__Instructions to follow__. Each line in the listing below that contains "parse" should be returned.

__Material provided__.

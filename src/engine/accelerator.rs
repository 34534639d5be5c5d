// Ultralytics 🚀 AGPL-3.0 License - https://ultralytics.com/license
//! 加速器与模型构建接口
//!
//! - `ModelCompiler`: 按类别集合重建模型产物
//! - `Accelerator`:   连接产物并执行前向推理

use std::path::{Path, PathBuf};
use std::process::Command;
use std::sync::Arc;

use ndarray::{Array, IxDyn};
use tracing::{debug, info};

use crate::config::PipelineConfig;
use crate::error::{Result, SentinelError};
use crate::models::RawOutput;

/// 按类别条件化的模型产物
#[derive(Debug, Clone, PartialEq)]
pub struct ModelArtifact {
    /// 模型文件; 直通加速器不需要
    pub path: Option<PathBuf>,
    pub classes: Arc<[String]>,
    pub input_size: u32,
}

/// 模型构建器: 类别集合 → 产物
pub trait ModelCompiler: Send {
    fn compile(&mut self, classes: &[String]) -> Result<ModelArtifact>;
}

/// 加速器: 不透明的可重连执行后端
pub trait Accelerator: Send {
    fn connect(&mut self, artifact: &ModelArtifact) -> Result<()>;

    /// 前向推理: NCHW 张量 → 原始输出
    fn run(&mut self, input: Array<f32, IxDyn>) -> Result<RawOutput>;

    fn disconnect(&mut self);

    fn name(&self) -> &str;
}

/// 产物文件名: `<model>-<类别1>_<类别2>.onnx`
pub fn artifact_file_name(model_name: &str, classes: &[String]) -> String {
    let slug: Vec<String> = classes
        .iter()
        .map(|c| {
            c.trim()
                .to_lowercase()
                .chars()
                .map(|ch| if ch.is_alphanumeric() { ch } else { '-' })
                .collect()
        })
        .collect();
    format!("{}-{}.onnx", model_name, slug.join("_"))
}

// ========== 预先导出的模型 ==========

/// 在模型目录中查找已导出的产物
pub struct PrebuiltArtifacts {
    model_dir: PathBuf,
    model_name: String,
    input_size: u32,
}

impl PrebuiltArtifacts {
    pub fn new(model_dir: impl Into<PathBuf>, model_name: impl Into<String>, input_size: u32) -> Self {
        Self {
            model_dir: model_dir.into(),
            model_name: model_name.into(),
            input_size,
        }
    }

    pub fn from_config(config: &PipelineConfig) -> Self {
        Self::new(&config.model_dir, &config.model_name, crate::config::INF_SIZE)
    }
}

impl ModelCompiler for PrebuiltArtifacts {
    fn compile(&mut self, classes: &[String]) -> Result<ModelArtifact> {
        let path = self
            .model_dir
            .join(artifact_file_name(&self.model_name, classes));
        if !path.is_file() {
            return Err(SentinelError::config(format!(
                "未找到类别 {:?} 的模型文件 {}",
                classes,
                path.display()
            )));
        }
        debug!("使用预导出模型 {}", path.display());
        Ok(ModelArtifact {
            path: Some(path),
            classes: classes.to_vec().into(),
            input_size: self.input_size,
        })
    }
}

// ========== 外部导出命令 ==========

/// 调用外部导出程序生成产物
///
/// 命令行: `<program> <args...> <类别,逗号分隔> <输出路径>`
pub struct ExportCommand {
    program: String,
    args: Vec<String>,
    model_dir: PathBuf,
    model_name: String,
    input_size: u32,
}

impl ExportCommand {
    pub fn parse(command: &str, config: &PipelineConfig) -> Result<Self> {
        let mut parts = command.split_whitespace().map(str::to_string);
        let program = parts
            .next()
            .ok_or_else(|| SentinelError::config("导出命令为空"))?;
        Ok(Self {
            program,
            args: parts.collect(),
            model_dir: config.model_dir.clone(),
            model_name: config.model_name.clone(),
            input_size: crate::config::INF_SIZE,
        })
    }

    fn output_path(&self, classes: &[String]) -> PathBuf {
        self.model_dir
            .join(artifact_file_name(&self.model_name, classes))
    }
}

impl ModelCompiler for ExportCommand {
    fn compile(&mut self, classes: &[String]) -> Result<ModelArtifact> {
        let output = self.output_path(classes);
        std::fs::create_dir_all(&self.model_dir)?;
        info!("导出模型: {} {:?} → {}", self.program, classes, output.display());

        let status = Command::new(&self.program)
            .args(&self.args)
            .arg(classes.join(","))
            .arg(&output)
            .status()?;
        if !status.success() {
            return Err(SentinelError::config(format!(
                "导出命令失败 ({}): {}",
                status, self.program
            )));
        }
        ensure_file(&output)?;

        Ok(ModelArtifact {
            path: Some(output),
            classes: classes.to_vec().into(),
            input_size: self.input_size,
        })
    }
}

fn ensure_file(path: &Path) -> Result<()> {
    if path.is_file() {
        Ok(())
    } else {
        Err(SentinelError::config(format!(
            "导出命令未生成 {}",
            path.display()
        )))
    }
}

/// 不依赖模型文件的构建器 (配合直通加速器)
#[derive(Default)]
pub struct ClassListCompiler {
    input_size: u32,
}

impl ClassListCompiler {
    pub fn new(input_size: u32) -> Self {
        Self { input_size }
    }
}

impl ModelCompiler for ClassListCompiler {
    fn compile(&mut self, classes: &[String]) -> Result<ModelArtifact> {
        Ok(ModelArtifact {
            path: None,
            classes: classes.to_vec().into(),
            input_size: self.input_size,
        })
    }
}

// ========== 直通加速器 ==========

/// 直通加速器: 不执行网络, 每帧返回空输出
///
/// 未启用 `ort-backend` 时使用, 流水线其余部分照常运行
#[derive(Default)]
pub struct PassThroughAccelerator {
    num_classes: Option<usize>,
}

impl PassThroughAccelerator {
    pub fn new() -> Self {
        Self::default()
    }
}

impl Accelerator for PassThroughAccelerator {
    fn connect(&mut self, artifact: &ModelArtifact) -> Result<()> {
        self.num_classes = Some(artifact.classes.len());
        Ok(())
    }

    fn run(&mut self, _input: Array<f32, IxDyn>) -> Result<RawOutput> {
        match self.num_classes {
            Some(nc) => Ok(RawOutput::empty(nc)),
            None => Err(SentinelError::accelerator("加速器未连接")),
        }
    }

    fn disconnect(&mut self) {
        self.num_classes = None;
    }

    fn name(&self) -> &str {
        "passthrough"
    }
}

#[cfg(test)]
mod tests {
    use super::*;

    fn classes(names: &[&str]) -> Vec<String> {
        names.iter().map(|s| s.to_string()).collect()
    }

    #[test]
    fn test_artifact_file_name() {
        assert_eq!(
            artifact_file_name("yoloe-v8s-seg", &classes(&["person", "red car"])),
            "yoloe-v8s-seg-person_red-car.onnx"
        );
    }

    #[test]
    fn test_prebuilt_lookup() {
        let dir = tempfile::tempdir().unwrap();
        let mut compiler = PrebuiltArtifacts::new(dir.path(), "m", 640);
        assert!(compiler.compile(&classes(&["dog"])).is_err());

        std::fs::write(dir.path().join("m-dog.onnx"), b"onnx").unwrap();
        let artifact = compiler.compile(&classes(&["dog"])).unwrap();
        assert_eq!(&*artifact.classes, &["dog".to_string()]);
        assert_eq!(artifact.input_size, 640);
    }

    #[test]
    fn test_export_command_failure_is_reported() {
        let dir = tempfile::tempdir().unwrap();
        let config = PipelineConfig {
            model_dir: dir.path().to_path_buf(),
            ..Default::default()
        };
        let mut compiler = ExportCommand::parse("sentinel-no-such-exporter --fast", &config).unwrap();
        assert!(compiler.compile(&classes(&["dog"])).is_err());
        assert!(ExportCommand::parse("   ", &config).is_err());
    }

    #[test]
    fn test_passthrough_requires_connect() {
        let mut acc = PassThroughAccelerator::new();
        let input = Array::zeros(IxDyn(&[1, 3, 4, 4]));
        assert!(acc.run(input.clone()).is_err());

        let artifact = ClassListCompiler::new(640)
            .compile(&classes(&["person", "dog"]))
            .unwrap();
        acc.connect(&artifact).unwrap();
        let raw = acc.run(input).unwrap();
        assert_eq!(raw.preds.shape(), &[1, 6, 0]);
    }
}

__Task response__.
    pub fn parse(command: &str, config: &PipelineConfig) -> Result<Self> {
        let mut compiler = ExportCommand::parse("sentinel-no-such-exporter --fast", &config).unwrap();
        assert!(ExportCommand::parse("   ", &config).is_err());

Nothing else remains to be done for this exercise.